Leonard Rosenman was an unusual choice to score The Voyage Home and his music is a definite skew away from the trademarked sound of Trek. Distinctive and often quite smitten with metallic and discordant themes, Rosenman was an equally unusual option for scoring comedies, which is what Voyage Home is, first and foremost. But his music suits the caper and offers a resoundingly upbeat, almost “twinkly” main title that can't help but grow on you. Similarly, Cliff Eidelman's work on Undiscovered Country was a radial departure in tone, feel and character. Altogether darker and more serious, this was subdued, ominous and menacing. Suspense and dread are key elements and this score marks a curiously intense denouement to the music of Classic Trek.

“Once again, we've saved civilisation as we know it.”

“And the good news is, they're not going to prosecute.”

But one of the most remarkable things about these six movies, and something that totally flies in the face of that alleged odd number curse, is how well they all flow together. Considering the differing directors, the advancement in special effects technology as they went along and the current “theme of the times”, all six make for an immensely satisfying catalogue of extended episodes. You get the serious one, the action-packed and emotional one and its two satellite arcs, a back to basics concept yarn and then the political thriller. There is definitely something for everyone, plot-wise.

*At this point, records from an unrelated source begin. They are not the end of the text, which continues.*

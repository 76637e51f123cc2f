//! Zoom policy and camera defaults with TOML preset support.
//!
//! Options serialize to/from TOML so embedding applications can ship
//! presets; every section uses `#[serde(default)]` so partial files work.

mod camera;
mod zoom;

use std::path::Path;

pub use camera::CameraOptions;
use schemars::JsonSchema;
use serde::{Deserialize, Serialize};
pub use zoom::{CenterToggle, ZoomOptions};

use crate::error::RubberBandError;

/// Top-level options container. All sub-structs use `#[serde(default)]` so
/// partial TOML files (e.g. only overriding `[zoom]`) work correctly.
#[derive(
    Debug, Clone, Serialize, Deserialize, PartialEq, Default, JsonSchema,
)]
#[serde(default)]
pub struct Options {
    /// Rubber-band zoom behavior.
    pub zoom: ZoomOptions,
    /// Initial camera projection parameters.
    pub camera: CameraOptions,
}

impl Options {
    /// Generate JSON Schema describing the UI-exposed options.
    #[must_use]
    pub fn json_schema() -> schemars::Schema {
        schemars::schema_for!(Options)
    }

    /// Load options from a TOML file. Missing fields use defaults.
    pub fn load(path: &Path) -> Result<Self, RubberBandError> {
        let content = std::fs::read_to_string(path)?;
        Self::from_toml(&content)
    }

    /// Parse options from TOML text. Missing fields use defaults.
    pub fn from_toml(content: &str) -> Result<Self, RubberBandError> {
        toml::from_str(content)
            .map_err(|e| RubberBandError::OptionsParse(e.to_string()))
    }

    /// Save options to a TOML file (pretty-printed).
    pub fn save(&self, path: &Path) -> Result<(), RubberBandError> {
        let content = toml::to_string_pretty(self)
            .map_err(|e| RubberBandError::OptionsParse(e.to_string()))?;
        if let Some(parent) = path.parent() {
            std::fs::create_dir_all(parent)?;
        }
        std::fs::write(path, content)?;
        Ok(())
    }

    /// List available preset names (TOML file stems) in a directory.
    #[must_use]
    pub fn list_presets(dir: &Path) -> Vec<String> {
        let mut names = Vec::new();
        if let Ok(entries) = std::fs::read_dir(dir) {
            for entry in entries.flatten() {
                let path = entry.path();
                if path.extension().is_some_and(|ext| ext == "toml") {
                    if let Some(stem) =
                        path.file_stem().and_then(|s| s.to_str())
                    {
                        names.push(stem.to_owned());
                    }
                }
            }
        }
        names.sort();
        names
    }
}
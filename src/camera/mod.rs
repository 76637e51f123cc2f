//! Camera system consumed by the zoom executor.
//!
//! [`Camera`] is the interface the gesture drives; [`SceneCamera`] is a
//! reference implementation with VTK-style zoom and dolly semantics.

/// Camera trait, clipping range and projection mode.
pub mod core;
/// Reference look-at camera with perspective and parallel projection.
pub mod scene_camera;

pub use self::core::{Camera, ClippingRange, Projection};
pub use scene_camera::SceneCamera;
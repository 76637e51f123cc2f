use glam::{DMat4, DVec3};

use super::core::{Camera, ClippingRange, Projection};
use crate::options::CameraOptions;

const MIN_VIEW_ANGLE: f64 = 1e-8;
const MAX_VIEW_ANGLE: f64 = 179.0;

/// Look-at camera defined by eye position, focal point and projection
/// parameters.
#[derive(Debug, Clone, PartialEq)]
pub struct SceneCamera {
    /// Eye (camera) position in world space.
    pub position: DVec3,
    /// Look-at target position.
    pub focal_point: DVec3,
    /// Up direction vector.
    pub view_up: DVec3,
    /// Vertical field of view in degrees (perspective only).
    pub view_angle: f64,
    /// Half the viewport height in world units (parallel only).
    pub parallel_scale: f64,
    /// Near/far clipping distances.
    pub clipping_range: ClippingRange,
    /// Projection model.
    pub projection: Projection,
}

impl Default for SceneCamera {
    fn default() -> Self {
        Self::from_options(&CameraOptions::default())
    }
}

impl SceneCamera {
    /// Camera at `(0, 0, 1)` looking at the origin, configured from
    /// `options`.
    #[must_use]
    pub fn from_options(options: &CameraOptions) -> Self {
        Self {
            position: DVec3::Z,
            focal_point: DVec3::ZERO,
            view_up: DVec3::Y,
            view_angle: options.view_angle,
            parallel_scale: options.parallel_scale,
            clipping_range: ClippingRange::new(options.near, options.far),
            projection: if options.parallel_projection {
                Projection::Parallel
            } else {
                Projection::Perspective
            },
        }
    }

    /// Unit vector from the eye toward the focal point.
    #[must_use]
    pub fn direction_of_projection(&self) -> DVec3 {
        (self.focal_point - self.position).normalize_or(DVec3::NEG_Z)
    }

    /// World-to-view matrix.
    #[must_use]
    pub fn view_matrix(&self) -> DMat4 {
        DMat4::look_at_rh(self.position, self.focal_point, self.view_up)
    }

    /// View-to-clip matrix for a viewport of the given aspect ratio.
    ///
    /// Uses the `[0, 1]` depth range, so clip depth 0 is the near plane.
    #[must_use]
    pub fn projection_matrix(&self, aspect: f64) -> DMat4 {
        let ClippingRange { near, far } = self.clipping_range;
        match self.projection {
            Projection::Perspective => {
                DMat4::perspective_rh(self.view_angle.to_radians(), aspect, near, far)
            }
            Projection::Parallel => {
                let half_h = self.parallel_scale;
                let half_w = half_h * aspect;
                DMat4::orthographic_rh(-half_w, half_w, -half_h, half_h, near, far)
            }
        }
    }

    /// Build the combined view-projection matrix.
    #[must_use]
    pub fn build_matrix(&self, aspect: f64) -> DMat4 {
        self.projection_matrix(aspect) * self.view_matrix()
    }
}

impl Camera for SceneCamera {
    fn position(&self) -> DVec3 {
        self.position
    }

    fn set_position(&mut self, position: DVec3) {
        self.position = position;
    }

    fn focal_point(&self) -> DVec3 {
        self.focal_point
    }

    fn set_focal_point(&mut self, focal_point: DVec3) {
        self.focal_point = focal_point;
    }

    fn clipping_range(&self) -> ClippingRange {
        self.clipping_range
    }

    fn set_clipping_range(&mut self, range: ClippingRange) {
        self.clipping_range = range;
    }

    fn is_parallel_projection(&self) -> bool {
        self.projection == Projection::Parallel
    }

    fn zoom(&mut self, factor: f64) {
        if !(factor.is_finite() && factor > 0.0) {
            return;
        }
        match self.projection {
            Projection::Parallel => self.parallel_scale /= factor,
            Projection::Perspective => {
                self.view_angle = (self.view_angle / factor).clamp(MIN_VIEW_ANGLE, MAX_VIEW_ANGLE);
            }
        }
    }

    fn dolly(&mut self, factor: f64) {
        if !(factor.is_finite() && factor > 0.0) {
            return;
        }
        let distance = self.distance() / factor;
        self.position = self.focal_point - self.direction_of_projection() * distance;
    }
}

#[cfg(test)]
mod tests {
    use super::*;

    fn assert_close(a: DVec3, b: DVec3) {
        assert!(a.abs_diff_eq(b, 1e-9), "{a} != {b}");
    }

    #[test]
    fn default_looks_down_negative_z() {
        let camera = SceneCamera::default();
        assert_close(camera.direction_of_projection(), DVec3::NEG_Z);
        assert_eq!(camera.distance(), 1.0);
        assert!(!camera.is_parallel_projection());
    }

    #[test]
    fn zoom_parallel_shrinks_scale() {
        let mut camera = SceneCamera {
            projection: Projection::Parallel,
            parallel_scale: 8.0,
            ..SceneCamera::default()
        };
        camera.zoom(4.0);
        assert_eq!(camera.parallel_scale, 2.0);
        assert_eq!(camera.position, DVec3::Z);
    }

    #[test]
    fn zoom_perspective_narrows_view_angle() {
        let mut camera = SceneCamera::default();
        camera.zoom(2.0);
        assert_eq!(camera.view_angle, 15.0);
        camera.zoom(0.0);
        camera.zoom(f64::NAN);
        assert_eq!(camera.view_angle, 15.0);
    }

    #[test]
    fn dolly_moves_toward_focal_point() {
        let mut camera = SceneCamera {
            position: DVec3::new(0.0, 0.0, 20.0),
            ..SceneCamera::default()
        };
        camera.dolly(4.0);
        assert_close(camera.position, DVec3::new(0.0, 0.0, 5.0));
        assert_eq!(camera.focal_point, DVec3::ZERO);

        camera.dolly(0.5);
        assert_close(camera.position, DVec3::new(0.0, 0.0, 10.0));
    }

    #[test]
    fn near_plane_maps_to_depth_zero() {
        for projection in [Projection::Perspective, Projection::Parallel] {
            let camera = SceneCamera {
                position: DVec3::new(0.0, 0.0, 10.0),
                clipping_range: ClippingRange::new(1.0, 100.0),
                projection,
                ..SceneCamera::default()
            };
            let near_center = camera.build_matrix(1.5).project_point3(DVec3::new(0.0, 0.0, 9.0));
            assert!(near_center.z.abs() < 1e-9, "{projection:?}: {near_center}");
        }
    }
}
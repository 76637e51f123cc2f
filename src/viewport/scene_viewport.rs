use glam::{DVec2, DVec3, IVec2, UVec2};

use super::Viewport;
use crate::camera::{Camera, SceneCamera};
use crate::geometry::ScreenRect;

/// Viewport with a cached aspect ratio and its own [`SceneCamera`].
#[derive(Debug, Clone, PartialEq)]
pub struct SceneViewport {
    origin: IVec2,
    size: UVec2,
    aspect: f64,
    /// Camera this viewport renders through.
    pub camera: SceneCamera,
}

impl SceneViewport {
    /// Create a viewport at `origin` with `size` pixels.
    #[must_use]
    pub fn new(origin: IVec2, size: UVec2, camera: SceneCamera) -> Self {
        let mut viewport = Self {
            origin,
            size,
            aspect: 1.0,
            camera,
        };
        viewport.recompute_aspect();
        viewport
    }

    /// Move or resize the viewport. The aspect ratio is not refreshed until
    /// [`Viewport::recompute_aspect`] runs.
    pub fn set_origin_and_size(&mut self, origin: IVec2, size: UVec2) {
        self.origin = origin;
        self.size = size;
    }

    /// Whether a display point falls inside this viewport.
    #[must_use]
    pub fn contains(&self, point: IVec2) -> bool {
        let rel = point - self.origin;
        rel.cmpge(IVec2::ZERO).all() && rel.cmplt(self.size.as_ivec2()).all()
    }
}

impl Viewport for SceneViewport {
    type Camera = SceneCamera;

    fn origin_and_size(&self) -> ScreenRect {
        ScreenRect::new(self.origin.x, self.origin.y, self.size.x as i32, self.size.y as i32)
    }

    fn aspect(&self) -> f64 {
        self.aspect
    }

    fn recompute_aspect(&mut self) {
        if self.size.y > 0 {
            self.aspect = f64::from(self.size.x) / f64::from(self.size.y);
        }
    }

    fn display_to_world(&self, display: DVec2) -> DVec3 {
        if self.size.x == 0 || self.size.y == 0 {
            return self.camera.focal_point();
        }
        let ndc = (display - self.origin.as_dvec2()) / self.size.as_dvec2() * 2.0 - DVec2::ONE;
        let inverse = self.camera.build_matrix(self.aspect).inverse();
        inverse.project_point3(ndc.extend(0.0))
    }

    fn zoom_to_box_by_view_angle(&mut self, rect: ScreenRect, offset_ratio: f64) {
        if rect.width <= 0 && rect.height <= 0 {
            return;
        }
        let size = self.size.as_dvec2();
        let by_width = size.x / f64::from(rect.width);
        let by_height = size.y / f64::from(rect.height);
        self.camera.zoom(by_width.min(by_height) * offset_ratio);
    }

    fn camera(&self) -> &SceneCamera {
        &self.camera
    }

    fn camera_mut(&mut self) -> &mut SceneCamera {
        &mut self.camera
    }
}

#[cfg(test)]
mod tests {
    use super::*;
    use crate::camera::{ClippingRange, Projection};

    fn ortho_viewport() -> SceneViewport {
        let camera = SceneCamera {
            position: DVec3::new(0.0, 0.0, 10.0),
            parallel_scale: 300.0,
            clipping_range: ClippingRange::new(1.0, 100.0),
            projection: Projection::Parallel,
            ..SceneCamera::default()
        };
        SceneViewport::new(IVec2::ZERO, UVec2::new(800, 600), camera)
    }

    #[test]
    fn aspect_is_cached_until_recomputed() {
        let mut viewport = ortho_viewport();
        assert_eq!(viewport.aspect(), 800.0 / 600.0);

        viewport.set_origin_and_size(IVec2::ZERO, UVec2::new(600, 600));
        assert_eq!(viewport.aspect(), 800.0 / 600.0);
        viewport.recompute_aspect();
        assert_eq!(viewport.aspect(), 1.0);
    }

    #[test]
    fn contains_uses_half_open_bounds() {
        let viewport =
            SceneViewport::new(IVec2::new(100, 50), UVec2::new(10, 10), SceneCamera::default());
        assert!(viewport.contains(IVec2::new(100, 50)));
        assert!(viewport.contains(IVec2::new(109, 59)));
        assert!(!viewport.contains(IVec2::new(110, 55)));
        assert!(!viewport.contains(IVec2::new(99, 55)));
    }

    #[test]
    fn unprojects_parallel_view_onto_near_plane() {
        let viewport = ortho_viewport();
        let center = viewport.display_to_world(DVec2::new(400.0, 300.0));
        assert!(center.abs_diff_eq(DVec3::new(0.0, 0.0, 9.0), 1e-9), "{center}");

        let corner = viewport.display_to_world(DVec2::new(200.0, 250.0));
        assert!(corner.abs_diff_eq(DVec3::new(-200.0, -50.0, 9.0), 1e-9), "{corner}");
    }

    #[test]
    fn unprojection_respects_origin() {
        let mut viewport = ortho_viewport();
        viewport.set_origin_and_size(IVec2::new(800, 0), UVec2::new(800, 600));
        let center = viewport.display_to_world(DVec2::new(1200.0, 300.0));
        assert!(center.abs_diff_eq(DVec3::new(0.0, 0.0, 9.0), 1e-9), "{center}");
    }

    #[test]
    fn view_angle_box_zoom_uses_tighter_axis() {
        let mut viewport =
            SceneViewport::new(IVec2::ZERO, UVec2::new(800, 600), SceneCamera::default());
        viewport.zoom_to_box_by_view_angle(ScreenRect::new(100, 100, 200, 300), 1.0);
        // min(800 / 200, 600 / 300) = 2
        assert_eq!(viewport.camera.view_angle, 15.0);

        viewport.zoom_to_box_by_view_angle(ScreenRect::new(0, 0, 400, 0), 0.5);
        // min(2, inf) * 0.5 = 1
        assert_eq!(viewport.camera.view_angle, 15.0);
    }
}
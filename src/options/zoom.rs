use schemars::JsonSchema;
use serde::{Deserialize, Serialize};

use crate::geometry::ZoomPolicy;
use crate::input::Modifiers;

/// Which held modifier inverts the center-at-start setting during a drag.
#[derive(
    Debug, Clone, Copy, PartialEq, Eq, Default, Serialize, Deserialize, JsonSchema,
)]
#[serde(rename_all = "snake_case")]
pub enum CenterToggle {
    /// Shift only.
    Shift,
    /// Control only.
    Control,
    /// Either Shift or Control.
    #[default]
    ShiftOrControl,
}

impl CenterToggle {
    /// Whether `modifiers` activate the toggle.
    #[must_use]
    pub fn is_active(self, modifiers: Modifiers) -> bool {
        match self {
            Self::Shift => modifiers.shift,
            Self::Control => modifiers.control,
            Self::ShiftOrControl => modifiers.shift || modifiers.control,
        }
    }
}

#[derive(Debug, Clone, Serialize, Deserialize, PartialEq, JsonSchema)]
#[schemars(title = "Rubber-Band Zoom", inline)]
#[serde(default)]
#[allow(clippy::struct_excessive_bools)]
/// Rubber-band zoom behavior.
pub struct ZoomOptions {
    /// Force the drag box to the viewport's aspect ratio.
    #[schemars(title = "Lock Aspect")]
    pub lock_aspect_to_viewport: bool,
    /// Grow the box around the press point instead of from a corner.
    #[schemars(title = "Center at Start")]
    pub center_at_start_position: bool,
    /// Dolly perspective cameras instead of narrowing the view angle.
    #[schemars(title = "Dolly Perspective")]
    pub use_dolly_for_perspective: bool,
    /// Modifier that inverts center-at-start while held.
    #[schemars(skip)]
    pub center_toggle: CenterToggle,
    /// Multiplier on the view-angle zoom factor; below 1 leaves a margin.
    #[schemars(title = "View Angle Margin", range(min = 0.1, max = 1.0), extend("step" = 0.05))]
    pub view_angle_offset_ratio: f64,
}

impl Default for ZoomOptions {
    fn default() -> Self {
        Self {
            lock_aspect_to_viewport: false,
            center_at_start_position: false,
            use_dolly_for_perspective: true,
            center_toggle: CenterToggle::default(),
            view_angle_offset_ratio: 1.0,
        }
    }
}

impl ZoomOptions {
    /// The policy flags a drag session captures at its start.
    #[must_use]
    pub fn policy(&self) -> ZoomPolicy {
        ZoomPolicy {
            lock_aspect_to_viewport: self.lock_aspect_to_viewport,
            center_at_start_position: self.center_at_start_position,
            use_dolly_for_perspective: self.use_dolly_for_perspective,
        }
    }
}
//! Live drag feedback drawn straight into pixel buffers.
//!
//! A [`PixelSnapshot`] of the rendered scene is captured when a drag starts.
//! Every pointer move copies it, inverts the rectangle outline in the copy
//! and presents that copy, so the scene is never re-rendered mid-drag and
//! the snapshot stays pristine for the next frame.

/// XOR rectangle outline drawing and presentation.
pub mod rubber_band;
/// Captured framebuffer contents.
pub mod snapshot;

pub use rubber_band::{clamp_to_surface, draw_rubber_band, invert_outline, present_rubber_band};
pub use snapshot::PixelSnapshot;
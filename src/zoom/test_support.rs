//! Recording collaborators for exercising the zoom executor.

use glam::{DVec2, DVec3, IVec2, UVec2};

use crate::camera::{Camera, ClippingRange, Projection, SceneCamera};
use crate::geometry::ScreenRect;
use crate::viewport::{Scene, Viewport, ViewportId};

/// World units per display pixel in [`TestViewport::display_to_world`].
pub(crate) const WORLD_PER_PIXEL: f64 = 0.01;

#[derive(Debug, Clone, Copy, PartialEq)]
pub(crate) enum CameraCall {
    Zoom(f64),
    Dolly(f64),
    SetClippingRange(ClippingRange),
}

/// [`SceneCamera`] that logs every zoom, dolly and clipping change.
#[derive(Debug, Clone)]
pub(crate) struct RecordingCamera {
    pub(crate) inner: SceneCamera,
    pub(crate) calls: Vec<CameraCall>,
}

impl Camera for RecordingCamera {
    fn position(&self) -> DVec3 {
        self.inner.position
    }

    fn set_position(&mut self, position: DVec3) {
        self.inner.position = position;
    }

    fn focal_point(&self) -> DVec3 {
        self.inner.focal_point
    }

    fn set_focal_point(&mut self, focal_point: DVec3) {
        self.inner.focal_point = focal_point;
    }

    fn clipping_range(&self) -> ClippingRange {
        self.inner.clipping_range
    }

    fn set_clipping_range(&mut self, range: ClippingRange) {
        self.calls.push(CameraCall::SetClippingRange(range));
        self.inner.clipping_range = range;
    }

    fn is_parallel_projection(&self) -> bool {
        self.inner.is_parallel_projection()
    }

    fn zoom(&mut self, factor: f64) {
        self.calls.push(CameraCall::Zoom(factor));
        self.inner.zoom(factor);
    }

    fn dolly(&mut self, factor: f64) {
        self.calls.push(CameraCall::Dolly(factor));
        self.inner.dolly(factor);
    }
}

/// Viewport with an affine display-to-world map:
/// `world = (display * WORLD_PER_PIXEL, 0)`.
#[derive(Debug, Clone)]
pub(crate) struct TestViewport {
    pub(crate) bounds: ScreenRect,
    pub(crate) aspect: f64,
    pub(crate) aspect_refreshes: usize,
    pub(crate) camera: RecordingCamera,
    pub(crate) box_zooms: Vec<(ScreenRect, f64)>,
}

impl TestViewport {
    pub(crate) fn new(width: i32, height: i32, projection: Projection) -> Self {
        let inner = SceneCamera {
            position: DVec3::new(0.0, 0.0, 20.0),
            clipping_range: ClippingRange::new(10.0, 30.0),
            projection,
            ..SceneCamera::default()
        };
        Self {
            bounds: ScreenRect::new(0, 0, width, height),
            aspect: 0.0,
            aspect_refreshes: 0,
            camera: RecordingCamera {
                inner,
                calls: Vec::new(),
            },
            box_zooms: Vec::new(),
        }
    }
}

impl Viewport for TestViewport {
    type Camera = RecordingCamera;

    fn origin_and_size(&self) -> ScreenRect {
        self.bounds
    }

    fn aspect(&self) -> f64 {
        self.aspect
    }

    fn recompute_aspect(&mut self) {
        self.aspect_refreshes += 1;
        self.aspect = f64::from(self.bounds.width) / f64::from(self.bounds.height);
    }

    fn display_to_world(&self, display: DVec2) -> DVec3 {
        (display * WORLD_PER_PIXEL).extend(0.0)
    }

    fn zoom_to_box_by_view_angle(&mut self, rect: ScreenRect, offset_ratio: f64) {
        self.box_zooms.push((rect, offset_ratio));
    }

    fn camera(&self) -> &RecordingCamera {
        &self.camera
    }

    fn camera_mut(&mut self) -> &mut RecordingCamera {
        &mut self.camera
    }
}

/// Scene of side-by-side viewports that counts render requests.
#[derive(Debug, Clone)]
pub(crate) struct TestScene<V> {
    pub(crate) viewports: Vec<V>,
    pub(crate) renders: usize,
}

impl<V> TestScene<V> {
    pub(crate) fn new(viewports: Vec<V>) -> Self {
        Self {
            viewports,
            renders: 0,
        }
    }
}

impl<V: Viewport> Scene for TestScene<V> {
    type Viewport = V;

    fn viewport_at(&self, point: IVec2) -> Option<ViewportId> {
        self.viewports
            .iter()
            .position(|v| {
                let b = v.origin_and_size();
                let rel = point - b.min();
                rel.x >= 0 && rel.y >= 0 && rel.x < b.width && rel.y < b.height
            })
            .map(ViewportId)
    }

    fn viewport_mut(&mut self, id: ViewportId) -> Option<&mut V> {
        self.viewports.get_mut(id.0)
    }

    fn render(&mut self) {
        self.renders += 1;
    }
}

/// 800x600 surface size used by the end-to-end scenarios.
pub(crate) const SURFACE: UVec2 = UVec2::new(800, 600);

But the glue that bonds the whole enterprise together - oh, dear, sorry about that - is, and always shall be, the cast and the unshakeable camaraderie that they have. You feel a part of this family. Star Wars never managed to place you within the fold of its characters to such a degree and, for that matter, nor has anything else been so equally tender, intuitive and inordinately pleasing as the ongoing journeys of the Starship Enterprise.

Classic films, indeed ... and so much better, on the whole, than the Next Generation cycle that followed. With the first two movies clocking-up scores of 9 and 10 out of 10, respectively, The Search For Spock would get an 8, both The Voyage Home and The Final Frontier would get 7 apiece and The Undiscovered Country a borderline 9 ... bringing the collection of films a grand score of 9 out of 10, overall.